# What is needed:
Begin with the first line of the entries below and reproduce each line exactly, ending with the line that holds "a cooperative shutdown.".

(Stored items)
....

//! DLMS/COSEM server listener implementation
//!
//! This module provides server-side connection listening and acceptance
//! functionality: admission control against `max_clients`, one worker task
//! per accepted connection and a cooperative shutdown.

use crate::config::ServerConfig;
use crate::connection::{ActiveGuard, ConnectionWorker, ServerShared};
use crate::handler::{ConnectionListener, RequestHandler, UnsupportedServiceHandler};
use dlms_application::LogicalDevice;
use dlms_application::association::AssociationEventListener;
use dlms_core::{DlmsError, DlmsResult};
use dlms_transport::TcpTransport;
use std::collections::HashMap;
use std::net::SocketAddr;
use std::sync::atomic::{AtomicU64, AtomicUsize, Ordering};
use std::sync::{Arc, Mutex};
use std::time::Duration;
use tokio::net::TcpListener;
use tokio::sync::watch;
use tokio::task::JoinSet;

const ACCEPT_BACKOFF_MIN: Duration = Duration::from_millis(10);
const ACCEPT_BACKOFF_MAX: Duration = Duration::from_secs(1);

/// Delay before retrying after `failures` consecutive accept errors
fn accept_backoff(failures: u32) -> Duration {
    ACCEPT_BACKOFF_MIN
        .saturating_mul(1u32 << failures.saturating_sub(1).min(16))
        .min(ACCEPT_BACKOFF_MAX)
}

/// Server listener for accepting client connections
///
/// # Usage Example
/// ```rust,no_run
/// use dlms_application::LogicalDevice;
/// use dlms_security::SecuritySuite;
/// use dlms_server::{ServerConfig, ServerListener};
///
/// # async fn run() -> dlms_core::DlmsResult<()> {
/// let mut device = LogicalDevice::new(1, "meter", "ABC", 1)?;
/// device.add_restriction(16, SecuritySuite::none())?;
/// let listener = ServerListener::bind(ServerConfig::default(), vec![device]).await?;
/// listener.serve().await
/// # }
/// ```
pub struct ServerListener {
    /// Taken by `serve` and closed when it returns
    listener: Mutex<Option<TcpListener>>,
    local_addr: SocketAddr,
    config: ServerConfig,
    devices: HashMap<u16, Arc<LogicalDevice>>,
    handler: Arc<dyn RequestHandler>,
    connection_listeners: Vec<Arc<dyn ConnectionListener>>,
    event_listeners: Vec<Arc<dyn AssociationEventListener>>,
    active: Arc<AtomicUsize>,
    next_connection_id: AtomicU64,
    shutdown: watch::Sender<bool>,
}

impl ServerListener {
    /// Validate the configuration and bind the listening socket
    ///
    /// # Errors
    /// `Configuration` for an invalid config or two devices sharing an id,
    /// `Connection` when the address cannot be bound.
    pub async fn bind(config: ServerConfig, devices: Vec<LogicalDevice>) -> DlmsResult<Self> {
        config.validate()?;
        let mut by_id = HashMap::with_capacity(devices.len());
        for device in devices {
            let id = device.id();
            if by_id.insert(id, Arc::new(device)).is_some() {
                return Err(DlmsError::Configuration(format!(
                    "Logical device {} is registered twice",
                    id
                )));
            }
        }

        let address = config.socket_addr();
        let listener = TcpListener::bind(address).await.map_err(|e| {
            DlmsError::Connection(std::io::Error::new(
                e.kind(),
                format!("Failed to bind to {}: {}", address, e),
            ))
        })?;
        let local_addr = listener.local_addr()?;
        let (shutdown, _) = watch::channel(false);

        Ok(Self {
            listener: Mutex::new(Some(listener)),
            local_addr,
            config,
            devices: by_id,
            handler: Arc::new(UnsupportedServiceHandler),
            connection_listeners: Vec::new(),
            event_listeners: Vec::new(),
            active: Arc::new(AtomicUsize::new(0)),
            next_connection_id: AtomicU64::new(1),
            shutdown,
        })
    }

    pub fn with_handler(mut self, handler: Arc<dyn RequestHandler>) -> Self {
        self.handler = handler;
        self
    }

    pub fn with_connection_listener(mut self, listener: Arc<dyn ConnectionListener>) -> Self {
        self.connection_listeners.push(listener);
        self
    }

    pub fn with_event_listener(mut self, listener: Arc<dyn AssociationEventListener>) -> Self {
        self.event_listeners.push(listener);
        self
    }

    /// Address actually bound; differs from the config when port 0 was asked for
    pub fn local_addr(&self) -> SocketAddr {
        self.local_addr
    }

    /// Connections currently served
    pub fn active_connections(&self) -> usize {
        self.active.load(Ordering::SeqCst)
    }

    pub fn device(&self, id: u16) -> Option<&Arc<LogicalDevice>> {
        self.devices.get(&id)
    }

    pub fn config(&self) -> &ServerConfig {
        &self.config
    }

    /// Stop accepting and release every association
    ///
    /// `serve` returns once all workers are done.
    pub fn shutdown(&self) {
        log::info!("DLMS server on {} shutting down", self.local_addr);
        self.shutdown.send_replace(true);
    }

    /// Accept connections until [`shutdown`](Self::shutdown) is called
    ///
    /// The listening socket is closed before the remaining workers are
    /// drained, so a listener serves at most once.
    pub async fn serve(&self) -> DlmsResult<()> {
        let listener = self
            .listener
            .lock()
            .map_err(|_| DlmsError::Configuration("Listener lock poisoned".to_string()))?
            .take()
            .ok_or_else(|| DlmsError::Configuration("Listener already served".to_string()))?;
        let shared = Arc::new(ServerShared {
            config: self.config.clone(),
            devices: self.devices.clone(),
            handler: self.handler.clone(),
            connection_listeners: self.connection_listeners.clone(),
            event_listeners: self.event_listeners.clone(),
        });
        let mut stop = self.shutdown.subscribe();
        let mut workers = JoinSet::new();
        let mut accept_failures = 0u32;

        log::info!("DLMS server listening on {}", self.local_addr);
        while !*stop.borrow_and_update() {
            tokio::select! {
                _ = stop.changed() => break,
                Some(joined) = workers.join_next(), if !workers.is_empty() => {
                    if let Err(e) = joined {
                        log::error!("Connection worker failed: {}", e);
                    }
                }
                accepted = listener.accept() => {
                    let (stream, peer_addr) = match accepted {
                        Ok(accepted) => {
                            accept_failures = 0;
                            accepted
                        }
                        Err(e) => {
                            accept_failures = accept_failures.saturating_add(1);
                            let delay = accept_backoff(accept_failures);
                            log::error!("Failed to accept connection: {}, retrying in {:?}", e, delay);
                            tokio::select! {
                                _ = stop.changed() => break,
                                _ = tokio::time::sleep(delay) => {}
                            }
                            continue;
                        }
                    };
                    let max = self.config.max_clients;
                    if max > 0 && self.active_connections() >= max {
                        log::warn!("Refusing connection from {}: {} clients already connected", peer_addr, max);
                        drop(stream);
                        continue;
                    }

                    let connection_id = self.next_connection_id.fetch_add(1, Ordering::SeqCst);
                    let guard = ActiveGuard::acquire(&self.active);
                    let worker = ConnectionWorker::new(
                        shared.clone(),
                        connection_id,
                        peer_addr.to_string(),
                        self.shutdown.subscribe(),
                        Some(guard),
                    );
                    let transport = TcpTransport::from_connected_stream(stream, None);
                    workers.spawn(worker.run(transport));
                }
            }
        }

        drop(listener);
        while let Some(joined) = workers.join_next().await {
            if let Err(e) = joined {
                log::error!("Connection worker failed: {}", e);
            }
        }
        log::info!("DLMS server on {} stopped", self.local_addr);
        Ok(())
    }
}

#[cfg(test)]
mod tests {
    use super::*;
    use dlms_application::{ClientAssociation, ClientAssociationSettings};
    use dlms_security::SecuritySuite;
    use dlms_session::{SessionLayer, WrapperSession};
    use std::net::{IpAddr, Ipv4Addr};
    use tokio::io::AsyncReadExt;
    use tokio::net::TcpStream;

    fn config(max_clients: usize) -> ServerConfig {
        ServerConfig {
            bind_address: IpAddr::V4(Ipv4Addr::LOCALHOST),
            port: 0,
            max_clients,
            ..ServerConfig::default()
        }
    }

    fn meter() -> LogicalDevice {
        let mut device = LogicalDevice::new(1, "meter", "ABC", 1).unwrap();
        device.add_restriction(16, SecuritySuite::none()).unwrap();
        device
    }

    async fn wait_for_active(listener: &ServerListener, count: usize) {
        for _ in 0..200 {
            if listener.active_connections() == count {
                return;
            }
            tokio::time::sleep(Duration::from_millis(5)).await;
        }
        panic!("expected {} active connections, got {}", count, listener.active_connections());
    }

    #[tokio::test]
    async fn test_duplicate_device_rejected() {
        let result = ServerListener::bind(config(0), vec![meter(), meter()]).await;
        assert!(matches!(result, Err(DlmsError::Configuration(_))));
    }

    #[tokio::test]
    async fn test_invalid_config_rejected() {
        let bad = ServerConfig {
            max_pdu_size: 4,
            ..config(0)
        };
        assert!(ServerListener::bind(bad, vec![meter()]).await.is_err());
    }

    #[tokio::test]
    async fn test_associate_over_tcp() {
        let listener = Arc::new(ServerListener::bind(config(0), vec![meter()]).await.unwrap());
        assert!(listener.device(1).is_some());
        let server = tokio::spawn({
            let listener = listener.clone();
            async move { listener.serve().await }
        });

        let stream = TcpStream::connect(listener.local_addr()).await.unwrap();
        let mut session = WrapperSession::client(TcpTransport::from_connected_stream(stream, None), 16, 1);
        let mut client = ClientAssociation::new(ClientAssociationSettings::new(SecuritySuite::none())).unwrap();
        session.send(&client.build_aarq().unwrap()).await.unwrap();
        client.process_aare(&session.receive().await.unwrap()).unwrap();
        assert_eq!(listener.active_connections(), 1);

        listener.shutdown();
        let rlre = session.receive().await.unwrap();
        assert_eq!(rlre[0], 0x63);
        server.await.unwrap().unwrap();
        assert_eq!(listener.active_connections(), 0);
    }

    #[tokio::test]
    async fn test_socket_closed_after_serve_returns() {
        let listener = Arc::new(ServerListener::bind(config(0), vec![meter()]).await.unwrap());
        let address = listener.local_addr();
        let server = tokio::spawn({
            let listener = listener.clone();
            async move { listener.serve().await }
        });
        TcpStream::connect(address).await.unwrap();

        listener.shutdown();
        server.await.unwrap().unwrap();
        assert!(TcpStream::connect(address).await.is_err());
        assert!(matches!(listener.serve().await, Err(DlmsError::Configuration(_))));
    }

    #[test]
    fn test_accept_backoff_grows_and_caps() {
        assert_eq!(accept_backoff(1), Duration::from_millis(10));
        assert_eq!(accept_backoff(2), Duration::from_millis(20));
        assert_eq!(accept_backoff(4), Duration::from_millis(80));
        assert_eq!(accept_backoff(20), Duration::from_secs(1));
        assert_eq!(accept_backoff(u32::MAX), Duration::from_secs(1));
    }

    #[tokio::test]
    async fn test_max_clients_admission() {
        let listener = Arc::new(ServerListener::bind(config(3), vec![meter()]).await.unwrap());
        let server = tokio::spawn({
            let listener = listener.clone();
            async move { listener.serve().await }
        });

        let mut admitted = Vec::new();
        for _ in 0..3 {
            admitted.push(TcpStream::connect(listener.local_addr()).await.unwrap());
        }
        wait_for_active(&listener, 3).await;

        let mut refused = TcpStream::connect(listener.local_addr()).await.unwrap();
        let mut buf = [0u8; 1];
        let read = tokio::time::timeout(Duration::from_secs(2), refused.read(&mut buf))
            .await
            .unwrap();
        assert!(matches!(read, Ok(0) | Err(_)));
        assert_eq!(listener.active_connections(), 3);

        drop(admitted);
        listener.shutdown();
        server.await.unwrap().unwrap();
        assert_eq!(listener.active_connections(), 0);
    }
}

....

# Solution to this exercise:
//! DLMS/COSEM server listener implementation
//!
//! This module provides server-side connection listening and acceptance
//! functionality: admission control against `max_clients`, one worker task
//! per accepted connection and a cooperative shutdown.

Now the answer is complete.